__Exercise description__:
Retype exactly the lines that run from the start of the data to the line holding "the old account.", including both, and only those.

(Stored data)
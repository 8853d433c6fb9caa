use std::sync::Arc;

use crate::config::Config;
use crate::session::SessionStore;
use crate::upstream::StudioBackend;

/// Shared application state injected into all route handlers via Axum extractors.
#[derive(Clone)]
pub struct AppState {
    pub config: Config,
    /// Upstream endpoints. `HttpBackend` in production; swapped for a fake in tests.
    pub backend: Arc<dyn StudioBackend>,
    pub sessions: SessionStore,
}

impl AppState {
    pub fn new(config: Config, backend: Arc<dyn StudioBackend>) -> Self {
        Self {
            config,
            backend,
            sessions: SessionStore::default(),
        }
    }
}
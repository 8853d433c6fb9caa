//! Ad-platform reference data (ad accounts, campaigns) and the cross-post target.

pub mod handlers;

use serde::Deserialize;
use tracing::error;

use crate::errors::AppError;
use crate::models::platform::{AdAccount, Campaign};
use crate::session::CrossPostTarget;
use crate::upstream::StudioBackend;

pub async fn ad_accounts(backend: &dyn StudioBackend) -> Result<Vec<AdAccount>, AppError> {
    backend.ad_accounts().await.map_err(|err| {
        error!(component = "platforms", "Failed to load ad accounts: {err}");
        AppError::from(err)
    })
}

pub async fn campaigns(
    backend: &dyn StudioBackend,
    ad_account_id: &str,
) -> Result<Vec<Campaign>, AppError> {
    let ad_account_id = ad_account_id.trim();
    if ad_account_id.is_empty() {
        return Err(AppError::Validation(
            "ad_account_id is required".to_string(),
        ));
    }
    backend.campaigns(ad_account_id).await.map_err(|err| {
        error!(
            component = "platforms",
            "Failed to load campaigns for {ad_account_id}: {err}"
        );
        AppError::from(err)
    })
}

/// Partial update of the cross-post target. `Some("")` clears a field.
#[derive(Debug, Clone, Default, Deserialize)]
pub struct TargetUpdate {
    pub ad_account_id: Option<String>,
    pub campaign_id: Option<String>,
}

fn non_blank(value: String) -> Option<String> {
    let trimmed = value.trim();
    (!trimmed.is_empty()).then(|| trimmed.to_string())
}

impl CrossPostTarget {
    /// Changing the account drops the campaign, which belonged to the old account.
    pub fn apply(&mut self, update: TargetUpdate) -> Result<(), AppError> {
        if let Some(account) = update.ad_account_id {
            let account = non_blank(account);
            if account != self.ad_account_id {
                self.campaign_id = None;
            }
            self.ad_account_id = account;
        }
        if let Some(campaign) = update.campaign_id {
            let campaign = non_blank(campaign);
            if campaign.is_some() && self.ad_account_id.is_none() {
                return Err(AppError::Validation(
                    "Choose an ad account before choosing a campaign".to_string(),
                ));
            }
            self.campaign_id = campaign;
        }
        Ok(())
    }
}

#[cfg(test)]
mod tests {
    use super::*;
    use crate::upstream::fake::FakeBackend;

    fn update(account: Option<&str>, campaign: Option<&str>) -> TargetUpdate {
        TargetUpdate {
            ad_account_id: account.map(str::to_string),
            campaign_id: campaign.map(str::to_string),
        }
    }

    #[test]
    fn test_campaign_requires_account() {
        let mut target = CrossPostTarget::default();
        let result = target.apply(update(None, Some("cmp_1")));
        assert!(matches!(result, Err(AppError::Validation(_))));
        assert!(target.campaign_id.is_none());

        target.apply(update(Some("act_1"), Some("cmp_1"))).unwrap();
        assert_eq!(target.resolved(), Some(("act_1", "cmp_1")));
    }

    #[test]
    fn test_changing_account_clears_campaign() {
        let mut target = CrossPostTarget::default();
        target.apply(update(Some("act_1"), Some("cmp_1"))).unwrap();
        target.apply(update(Some("act_2"), None)).unwrap();
        assert_eq!(target.ad_account_id.as_deref(), Some("act_2"));
        assert!(target.campaign_id.is_none());

        target.apply(update(Some("act_2"), Some("cmp_9"))).unwrap();
        target.apply(update(Some("act_2"), None)).unwrap();
        assert_eq!(target.campaign_id.as_deref(), Some("cmp_9"));
    }

    #[test]
    fn test_blank_values_clear() {
        let mut target = CrossPostTarget::default();
        target.apply(update(Some("act_1"), Some("cmp_1"))).unwrap();
        target.apply(update(None, Some("  "))).unwrap();
        assert!(target.campaign_id.is_none());
        assert_eq!(target.ad_account_id.as_deref(), Some("act_1"));
    }

    #[tokio::test]
    async fn test_campaigns_need_account_id() {
        let backend = FakeBackend::default();
        assert!(matches!(
            campaigns(&backend, " ").await,
            Err(AppError::Validation(_))
        ));
        assert!(backend.calls().is_empty());

        let list = campaigns(&backend, "act_1").await.unwrap();
        assert_eq!(list[0].id, "cmp_1");
        assert_eq!(backend.calls(), vec!["campaigns:act_1"]);
    }
}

__Answer for this exercise__:
repository 8853d433c6fb9caa
use std::sync::Arc;

use crate::config::Config;
use crate::session::SessionStore;
use crate::upstream::StudioBackend;

/// Shared application state injected into all route handlers via Axum extractors.
#[derive(Clone)]
pub struct AppState {
    pub config: Config,
    /// Upstream endpoints. `HttpBackend` in production; swapped for a fake in tests.
    pub backend: Arc<dyn StudioBackend>,
    pub sessions: SessionStore,
}

impl AppState {
    pub fn new(config: Config, backend: Arc<dyn StudioBackend>) -> Self {
        Self {
            config,
            backend,
            sessions: SessionStore::default(),
        }
    }
}
repository 8853d433c6fb9caa
//! Ad-platform reference data (ad accounts, campaigns) and the cross-post target.

pub mod handlers;

use serde::Deserialize;
use tracing::error;

use crate::errors::AppError;
use crate::models::platform::{AdAccount, Campaign};
use crate::session::CrossPostTarget;
use crate::upstream::StudioBackend;

pub async fn ad_accounts(backend: &dyn StudioBackend) -> Result<Vec<AdAccount>, AppError> {
    backend.ad_accounts().await.map_err(|err| {
        error!(component = "platforms", "Failed to load ad accounts: {err}");
        AppError::from(err)
    })
}

pub async fn campaigns(
    backend: &dyn StudioBackend,
    ad_account_id: &str,
) -> Result<Vec<Campaign>, AppError> {
    let ad_account_id = ad_account_id.trim();
    if ad_account_id.is_empty() {
        return Err(AppError::Validation(
            "ad_account_id is required".to_string(),
        ));
    }
    backend.campaigns(ad_account_id).await.map_err(|err| {
        error!(
            component = "platforms",
            "Failed to load campaigns for {ad_account_id}: {err}"
        );
        AppError::from(err)
    })
}

/// Partial update of the cross-post target. `Some("")` clears a field.
#[derive(Debug, Clone, Default, Deserialize)]
pub struct TargetUpdate {
    pub ad_account_id: Option<String>,
    pub campaign_id: Option<String>,
}

fn non_blank(value: String) -> Option<String> {
    let trimmed = value.trim();
    (!trimmed.is_empty()).then(|| trimmed.to_string())
}

impl CrossPostTarget {
    /// Changing the account drops the campaign, which belonged to the old account.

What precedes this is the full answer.